_Work to be completed_. Please reproduce the data below exactly, from the first line through the line containing "the documented default", and leave every later line out.

_Data under study_.

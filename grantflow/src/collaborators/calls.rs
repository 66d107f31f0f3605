//! Typed wrappers over the raw model contracts.
//!
//! Each wrapper drives one model call through the retry policy, then
//! strips markdown fencing, applies structured-output recovery, and
//! shapes the result leniently. Malformed model output therefore never
//! propagates as an error; the documented fallback shapes apply instead.

use crate::core::{
    BudgetEvaluation, CritiqueReport, Decision, DecisionOutcome, DimensionCritique,
    ScoreBundle, SectionScore, SectionSummary, SectionedSummary,
};
use crate::errors::EvalError;
use crate::recovery::{parse_or_repair, strip_wrapper};
use crate::scoring::{all_domains, CRITIQUE_DIMENSIONS, DEFAULT_DOMAIN};
use serde_json::Value;
use tracing::{info, warn};

use super::{call_with_retries, AnalystModel, BudgetInput, ModelSettings, RetrievalIndex, RetryPolicy};

/// Maximum characters of proposal text sent to domain classification.
const MAX_CLASSIFY_CHARS: usize = 5000;

/// Section names that mark a bare (unenveloped) score map: the six
/// weighted sections plus the auxiliary sections some responses carry.
const SECTION_MARKERS: [&str; 10] = [
    "Objectives",
    "Methodology",
    "Innovation",
    "Feasibility",
    "Budget",
    "Sustainability",
    "Impact",
    "Background",
    "Timeline",
    "Team",
];

/// Everything the decision call needs to see.
#[derive(Debug, Clone)]
pub struct DecisionInputs<'a> {
    /// The structured summary.
    pub summary: &'a SectionedSummary,
    /// Raw section scores.
    pub scores: &'a ScoreBundle,
    /// The critique report.
    pub critique: &'a CritiqueReport,
    /// The budget evaluation.
    pub budget: &'a BudgetEvaluation,
    /// The blended final score.
    pub final_score: f64,
    /// The classified domain.
    pub domain: &'a str,
}

/// Classifies the proposal's domain, substituting the documented default
/// on any failure or out-of-catalog label.
///
/// Input is truncated to avoid oversized classification calls.
pub async fn classify_domain(
    analyst: &dyn AnalystModel,
    full_text: &str,
    settings: &ModelSettings,
) -> String {
    let mut truncated: String = full_text.chars().take(MAX_CLASSIFY_CHARS).collect();
    if full_text.chars().count() > MAX_CLASSIFY_CHARS {
        truncated.push_str("\n\n[... content truncated for classification ...]");
    }

    let label = match analyst.classify_domain(&truncated, settings).await {
        Ok(response) => first_line(&response),
        Err(err) => {
            warn!(error = %err, "domain classification failed, using default");
            return DEFAULT_DOMAIN.to_string();
        }
    };

    if all_domains().contains(&label.as_str()) {
        label
    } else {
        info!(label = %label, "classifier returned unknown domain, using default");
        DEFAULT_DOMAIN.to_string()
    }
}

fn first_line(text: &str) -> String {
    strip_wrapper(text)
        .lines()
        .map(str::trim)
        .find(|line| !line.is_empty())
        .unwrap_or("")
        .to_string()
}

/// Runs summarization and shapes the response into a sectioned summary.
///
/// Sections whose value is not an object are dropped; an unrecoverable
/// response yields an empty summary rather than an error.
pub async fn summarize(
    analyst: &dyn AnalystModel,
    index: &dyn RetrievalIndex,
    domain: &str,
    settings: &ModelSettings,
    policy: &RetryPolicy,
) -> Result<SectionedSummary, EvalError> {
    let raw = call_with_retries("summarize", policy, || {
        analyst.summarize(index, domain, settings)
    })
    .await?;
    let recovered = parse_or_repair(&strip_wrapper(&raw), serde_json::json!({}));

    let mut summary = SectionedSummary::new();
    if let Some(object) = recovered.value.as_object() {
        for (name, section) in object {
            if let Ok(parsed) = serde_json::from_value::<SectionSummary>(section.clone()) {
                summary.insert(name.clone(), parsed);
            }
        }
    }
    Ok(summary)
}

/// Runs scoring and shapes the response into a clamped score bundle.
///
/// Handles both the `{"scores": {...}}` envelope and the bare
/// section-map shape some responses use. The caller decides whether an
/// empty bundle is fatal.
pub async fn score_sections(
    analyst: &dyn AnalystModel,
    summary: &SectionedSummary,
    domain: &str,
    settings: &ModelSettings,
    policy: &RetryPolicy,
) -> Result<ScoreBundle, EvalError> {
    let raw = call_with_retries("score", policy, || {
        analyst.score_sections(summary, domain, settings)
    })
    .await?;
    let recovered = parse_or_repair(
        &strip_wrapper(&raw),
        serde_json::json!({ "scores": {}, "overall_summary": "" }),
    );

    let overall_summary = recovered
        .value
        .get("overall_summary")
        .and_then(Value::as_str)
        .unwrap_or_default()
        .to_string();

    let sections = match recovered.value.get("scores").and_then(Value::as_object) {
        Some(scores) => Some(scores),
        // Bare shape: section names at the top level
        None => recovered.value.as_object().filter(|object| {
            SECTION_MARKERS
                .iter()
                .any(|section| object.contains_key(*section))
        }),
    };

    let mut bundle = ScoreBundle {
        overall_summary,
        ..ScoreBundle::default()
    };
    if let Some(sections) = sections {
        for (name, value) in sections {
            if let Ok(score) = serde_json::from_value::<SectionScore>(value.clone()) {
                bundle.scores.insert(name.clone(), score);
            }
        }
    }
    Ok(bundle.clamped())
}

/// Runs critique and shapes the response into a critique report.
pub async fn critique(
    analyst: &dyn AnalystModel,
    scores: &ScoreBundle,
    summary: &SectionedSummary,
    domain: &str,
    settings: &ModelSettings,
    policy: &RetryPolicy,
) -> Result<CritiqueReport, EvalError> {
    let raw = call_with_retries("critique", policy, || {
        analyst.critique(scores, summary, domain, settings)
    })
    .await?;
    let recovered = parse_or_repair(&strip_wrapper(&raw), serde_json::json!({}));

    let mut report = CritiqueReport {
        overall_feedback: recovered
            .value
            .get("overall_feedback")
            .and_then(Value::as_str)
            .unwrap_or_default()
            .to_string(),
        ..CritiqueReport::default()
    };

    for (key, _) in CRITIQUE_DIMENSIONS {
        if let Some(dimension) = recovered.value.get(key).filter(|v| v.is_object()) {
            report.dimensions.insert(
                key.to_string(),
                DimensionCritique {
                    issues: string_list(dimension.get("issues")),
                    recommendations: string_list(dimension.get("recommendations")),
                },
            );
        }
    }
    Ok(report)
}

/// Runs budget analysis and coerces the untrusted response.
pub async fn evaluate_budget(
    analyst: &dyn AnalystModel,
    input: &BudgetInput,
    max_budget: f64,
    domain: &str,
    settings: &ModelSettings,
    policy: &RetryPolicy,
) -> Result<BudgetEvaluation, EvalError> {
    let raw = call_with_retries("budget", policy, || {
        analyst.evaluate_budget(input, max_budget, domain, settings)
    })
    .await?;
    let recovered = parse_or_repair(&strip_wrapper(&raw), serde_json::json!({}));
    Ok(BudgetEvaluation::from_untrusted(&recovered.value))
}

/// Runs the final decision call and shapes the response leniently.
pub async fn decide(
    analyst: &dyn AnalystModel,
    inputs: &DecisionInputs<'_>,
    settings: &ModelSettings,
    policy: &RetryPolicy,
) -> Result<Decision, EvalError> {
    let raw = call_with_retries("finalize", policy, || analyst.decide(inputs, settings)).await?;
    let recovered = parse_or_repair(&strip_wrapper(&raw), serde_json::json!({}));
    Ok(shape_decision(&recovered.value))
}

fn shape_decision(value: &Value) -> Decision {
    let outcome = match value.get("decision").and_then(Value::as_str) {
        Some("ACCEPT") => DecisionOutcome::Accept,
        Some("REJECT") => DecisionOutcome::Reject,
        _ => DecisionOutcome::ConditionallyAccept,
    };
    Decision {
        decision: outcome,
        rationale: value
            .get("rationale")
            .and_then(Value::as_str)
            .unwrap_or("No rationale provided.")
            .to_string(),
        key_strengths: string_list(value.get("key_strengths")),
        key_weaknesses: string_list(value.get("key_weaknesses")),
        next_steps: string_list(value.get("next_steps")),
    }
}

fn string_list(value: Option<&Value>) -> Vec<String> {
    value
        .and_then(Value::as_array)
        .map(|items| {
            items
                .iter()
                .filter_map(Value::as_str)
                .map(str::to_string)
                .collect()
        })
        .unwrap_or_default()
}
//! Final report assembly.

use crate::core::{
    BudgetEvaluation, CritiqueIssue, CritiqueRecommendation, CritiqueReport, Decision,
    DimensionScore, EvaluationReport, FullCritique, PlagiarismResult, ScoreBundle,
    ScoreDetail, SectionScoreEntry, SectionedSummary, spaced_section_name,
};
use crate::scoring::CRITIQUE_DIMENSIONS;

/// Combines every stage's artifacts into the caller-facing report.
#[must_use]
#[allow(clippy::too_many_arguments)]
pub fn assemble_report(
    summary: SectionedSummary,
    scores: &ScoreBundle,
    critique: &CritiqueReport,
    dimension_scores: Vec<DimensionScore>,
    budget: BudgetEvaluation,
    decision: Decision,
    final_score: f64,
    domain: String,
    plagiarism: Option<PlagiarismResult>,
) -> EvaluationReport {
    let mut score_details = Vec::with_capacity(scores.scores.len());
    let mut section_scores = Vec::with_capacity(scores.scores.len());
    for (name, score) in &scores.scores {
        let display = spaced_section_name(name);
        section_scores.push(SectionScoreEntry {
            section: display.clone(),
            score: score.score,
        });
        score_details.push(ScoreDetail {
            category: display,
            score: score.score,
            max_score: 10.0,
            strengths: score.strengths.clone(),
            weaknesses: score.weaknesses.clone(),
        });
    }

    EvaluationReport {
        decision,
        overall_score: final_score,
        domain,
        scores: score_details,
        critique_dimensions: dimension_scores,
        full_critique: flatten_critique(critique),
        budget_analysis: budget,
        section_scores,
        summary,
        plagiarism_check: plagiarism,
    }
}

/// Flattens the per-dimension critique into render-ready issue and
/// recommendation lists, tagged with their dimension display names.
fn flatten_critique(critique: &CritiqueReport) -> FullCritique {
    let summary = if critique.overall_feedback.is_empty() {
        "No overall feedback provided.".to_string()
    } else {
        critique.overall_feedback.clone()
    };

    let mut issues = Vec::new();
    let mut recommendations = Vec::new();
    for (key, display) in CRITIQUE_DIMENSIONS {
        if let Some(dimension) = critique.dimensions.get(key) {
            for issue in &dimension.issues {
                issues.push(CritiqueIssue {
                    severity: "high".to_string(),
                    dimension: display.to_string(),
                    description: issue.clone(),
                });
            }
            for rec in &dimension.recommendations {
                recommendations.push(CritiqueRecommendation {
                    priority: "medium".to_string(),
                    dimension: display.to_string(),
                    recommendation: rec.clone(),
                });
            }
        }
    }

    FullCritique {
        summary,
        issues,
        recommendations,
    }
}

_The completed task_.
filename grantflow/src/collaborators/calls.rs
repository 66d107f31f0f3605
//! Typed wrappers over the raw model contracts.
//!
//! Each wrapper drives one model call through the retry policy, then
//! strips markdown fencing, applies structured-output recovery, and
//! shapes the result leniently. Malformed model output therefore never
//! propagates as an error; the documented fallback shapes apply instead.

use crate::core::{
    BudgetEvaluation, CritiqueReport, Decision, DecisionOutcome, DimensionCritique,
    ScoreBundle, SectionScore, SectionSummary, SectionedSummary,
};
use crate::errors::EvalError;
use crate::recovery::{parse_or_repair, strip_wrapper};
use crate::scoring::{all_domains, CRITIQUE_DIMENSIONS, DEFAULT_DOMAIN};
use serde_json::Value;
use tracing::{info, warn};

use super::{call_with_retries, AnalystModel, BudgetInput, ModelSettings, RetrievalIndex, RetryPolicy};

/// Maximum characters of proposal text sent to domain classification.
const MAX_CLASSIFY_CHARS: usize = 5000;

/// Section names that mark a bare (unenveloped) score map: the six
/// weighted sections plus the auxiliary sections some responses carry.
const SECTION_MARKERS: [&str; 10] = [
    "Objectives",
    "Methodology",
    "Innovation",
    "Feasibility",
    "Budget",
    "Sustainability",
    "Impact",
    "Background",
    "Timeline",
    "Team",
];

/// Everything the decision call needs to see.
#[derive(Debug, Clone)]
pub struct DecisionInputs<'a> {
    /// The structured summary.
    pub summary: &'a SectionedSummary,
    /// Raw section scores.
    pub scores: &'a ScoreBundle,
    /// The critique report.
    pub critique: &'a CritiqueReport,
    /// The budget evaluation.
    pub budget: &'a BudgetEvaluation,
    /// The blended final score.
    pub final_score: f64,
    /// The classified domain.
    pub domain: &'a str,
}

/// Classifies the proposal's domain, substituting the documented default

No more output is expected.